Makul Şüphe Yasası’nın göreceli bir kavram olduğunu, bu yasaya göre herkese suç isnat edilebileceğini, bu yasanın uzun soluklu olamayacağını anlatan Başkan Ercengiz, "Bu yasa demokrasiye aykırı. Kuvvetli şüphenin de ötesinde, kanıtlanmış suç ve delil olmadan insanların özgürlüğünü elinden almanız çok ağır ve yıpratıcı bir süreç. Bunlar demokrasiye yakışmayan durum.

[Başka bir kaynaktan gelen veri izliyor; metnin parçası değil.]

// Copyright (c) 2026 100monkeys.ai
// SPDX-License-Identifier: AGPL-3.0

//! Append-only feedback log
//!
//! One JSON object per line (JSON Lines), one file per profile. The log is
//! the source of truth for a profile's feedback; embeddings are not stored
//! here.

use std::path::{Path, PathBuf};
use tokio::io::AsyncWriteExt;
use tracing::warn;

use crate::domain::errors::StorageError;
use crate::domain::feedback::FeedbackRecord;

pub struct FeedbackLog {
    path: PathBuf,
}

impl FeedbackLog {
    pub fn new(path: impl Into<PathBuf>) -> Self {
        Self { path: path.into() }
    }

    pub fn path(&self) -> &Path {
        &self.path
    }

    /// Read every record in insertion order.
    ///
    /// A missing file is an empty log. A final line without its newline is
    /// the remains of an interrupted append: it is dropped and the file is
    /// truncated back to the last complete record. If that final line still
    /// parses, only the newline is missing and it is written back so the next
    /// append starts on a fresh line. Any other unparsable line is reported
    /// as corruption.
    pub async fn load(&self) -> Result<Vec<FeedbackRecord>, StorageError> {
        let content = match tokio::fs::read_to_string(&self.path).await {
            Ok(content) => content,
            Err(e) if e.kind() == std::io::ErrorKind::NotFound => return Ok(Vec::new()),
            Err(e) => return Err(StorageError::io(&self.path, e)),
        };

        let mut records = Vec::new();
        let mut offset = 0usize;

        for (line_no, line) in content.split_inclusive('\n').enumerate() {
            let complete = line.ends_with('\n');
            let trimmed = line.trim();

            if !trimmed.is_empty() {
                match serde_json::from_str::<FeedbackRecord>(trimmed) {
                    Ok(record) => {
                        records.push(record);
                        if !complete {
                            warn!(
                                path = %self.path.display(),
                                line = line_no + 1,
                                "Restoring missing newline after last feedback record"
                            );
                            self.terminate_last_line().await?;
                        }
                    }
                    Err(e) if !complete => {
                        warn!(
                            path = %self.path.display(),
                            line = line_no + 1,
                            error = %e,
                            "Dropping incomplete trailing feedback record"
                        );
                        self.truncate(offset as u64).await?;
                        break;
                    }
                    Err(e) => {
                        return Err(StorageError::CorruptLog {
                            path: self.path.display().to_string(),
                            line: line_no + 1,
                            message: e.to_string(),
                        });
                    }
                }
            }

            offset += line.len();
        }

        Ok(records)
    }

    /// Durably append one record. On failure the file is cut back to its
    /// previous length so no partial line survives.
    pub async fn append(&self, record: &FeedbackRecord) -> Result<(), StorageError> {
        let mut line = serde_json::to_string(record)
            .map_err(|e| StorageError::Serialization(e.to_string()))?;
        line.push('\n');

        if let Some(parent) = self.path.parent() {
            tokio::fs::create_dir_all(parent)
                .await
                .map_err(|e| StorageError::io(parent, e))?;
        }

        let mut file = tokio::fs::OpenOptions::new()
            .create(true)
            .append(true)
            .open(&self.path)
            .await
            .map_err(|e| StorageError::io(&self.path, e))?;

        let previous_len = file
            .metadata()
            .await
            .map_err(|e| StorageError::io(&self.path, e))?
            .len();

        let written = async {
            file.write_all(line.as_bytes()).await?;
            file.sync_data().await
        }
        .await;

        if let Err(e) = written {
            drop(file);
            if let Err(rollback) = self.truncate(previous_len).await {
                warn!(path = %self.path.display(), error = %rollback, "Failed to roll back partial append");
            }
            return Err(StorageError::io(&self.path, e));
        }

        Ok(())
    }

    async fn terminate_last_line(&self) -> Result<(), StorageError> {
        let mut file = tokio::fs::OpenOptions::new()
            .append(true)
            .open(&self.path)
            .await
            .map_err(|e| StorageError::io(&self.path, e))?;
        file.write_all(b"\n")
            .await
            .map_err(|e| StorageError::io(&self.path, e))?;
        file.sync_data()
            .await
            .map_err(|e| StorageError::io(&self.path, e))
    }

    async fn truncate(&self, len: u64) -> Result<(), StorageError> {
        let file = tokio::fs::OpenOptions::new()
            .write(true)
            .open(&self.path)
            .await
            .map_err(|e| StorageError::io(&self.path, e))?;
        file.set_len(len)
            .await
            .map_err(|e| StorageError::io(&self.path, e))?;
        file.sync_data()
            .await
            .map_err(|e| StorageError::io(&self.path, e))
    }
}

#[cfg(test)]
mod tests {
    use super::*;
    use crate::domain::feedback::NewFeedback;
    use tempfile::TempDir;

    fn record(text: &str) -> FeedbackRecord {
        FeedbackRecord::from_submission(NewFeedback {
            profile: "default".to_string(),
            context: "failed interview".to_string(),
            generated_post: "post".to_string(),
            feedback_type: "positive".to_string(),
            feedback_text: text.to_string(),
            ..Default::default()
        })
        .unwrap()
    }

    #[tokio::test]
    async fn test_missing_log_is_empty() {
        let dir = TempDir::new().unwrap();
        let log = FeedbackLog::new(dir.path().join("none_feedback.jsonl"));
        assert!(log.load().await.unwrap().is_empty());
    }

    #[tokio::test]
    async fn test_append_and_load_in_order() {
        let dir = TempDir::new().unwrap();
        let log = FeedbackLog::new(dir.path().join("feedback").join("default_feedback.jsonl"));

        let first = record("first");
        let second = record("second");
        log.append(&first).await.unwrap();
        log.append(&second).await.unwrap();

        let loaded = log.load().await.unwrap();
        assert_eq!(loaded, vec![first, second]);
    }

    #[tokio::test]
    async fn test_truncated_tail_is_dropped() {
        let dir = TempDir::new().unwrap();
        let path = dir.path().join("default_feedback.jsonl");
        let log = FeedbackLog::new(&path);

        let kept = record("kept");
        log.append(&kept).await.unwrap();
        let intact_len = tokio::fs::metadata(&path).await.unwrap().len();

        let mut file = tokio::fs::OpenOptions::new().append(true).open(&path).await.unwrap();
        file.write_all(br#"{"id":"half-writ"#).await.unwrap();
        drop(file);

        assert_eq!(log.load().await.unwrap(), vec![kept]);
        assert_eq!(tokio::fs::metadata(&path).await.unwrap().len(), intact_len);
    }

    #[tokio::test]
    async fn test_complete_tail_without_newline_is_kept_and_terminated() {
        let dir = TempDir::new().unwrap();
        let path = dir.path().join("default_feedback.jsonl");
        let log = FeedbackLog::new(&path);

        let first = record("one");
        tokio::fs::write(&path, serde_json::to_string(&first).unwrap())
            .await
            .unwrap();

        assert_eq!(log.load().await.unwrap(), vec![first.clone()]);
        let content = tokio::fs::read_to_string(&path).await.unwrap();
        assert!(content.ends_with('\n'));

        let second = record("two");
        log.append(&second).await.unwrap();
        assert_eq!(log.load().await.unwrap(), vec![first, second]);
    }

    #[tokio::test]
    async fn test_corrupt_middle_line_is_an_error() {
        let dir = TempDir::new().unwrap();
        let path = dir.path().join("default_feedback.jsonl");
        let log = FeedbackLog::new(&path);

        log.append(&record("one")).await.unwrap();
        let mut file = tokio::fs::OpenOptions::new().append(true).open(&path).await.unwrap();
        file.write_all(b"not json\n").await.unwrap();
        drop(file);
        log.append(&record("three")).await.unwrap();

        assert!(matches!(
            log.load().await,
            Err(StorageError::CorruptLog { line: 2, .. })
        ));
    }
}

Makul şüphe kavramını yeniden gözden geçirmek gerekiyor." sözlerine yer verdi.

Basın mensuplarının kendilerini de eleştirdiğini, kendisinin bundan memnuniyet duyduğunu dile getiren Başkan Ercengiz, özgürlüklerden yana olduğunu, kimden gelirse gelsin, gücü elinde bulunduranların basını susturmaya çalışmasının yanlış olduğunu, gelişmiş toplumlarda birçok devlet adamının korumasız gezdiklerini, kendi vatandaşları ve basınları tarafından rahatça eleştirildiklerini, doğrunun da ancak muhalif seslerle ortaya çıkabileceğini sözlerine ekledi.

Alperen Ocakları Eğitim ve Kültür Vakfı Mütevelli Heyeti Üyesi Ziya Sadık Ercan, "Başta rahmetli şehit Muhsin Başkan’ın ölümü olmak üzere birçok konu aydınlatılamadı. Şimdi de özgür basın susturulmak isteniyor. 28 Şubat'ta susturamadıkları basını şimdi susturmak istiyorlar. PKK’ya uygulanmayan iyi insanlara uygulanıyor. Allah doğrunun yanındadır. Bu algı operasyonları tutmaz." diye konuştu.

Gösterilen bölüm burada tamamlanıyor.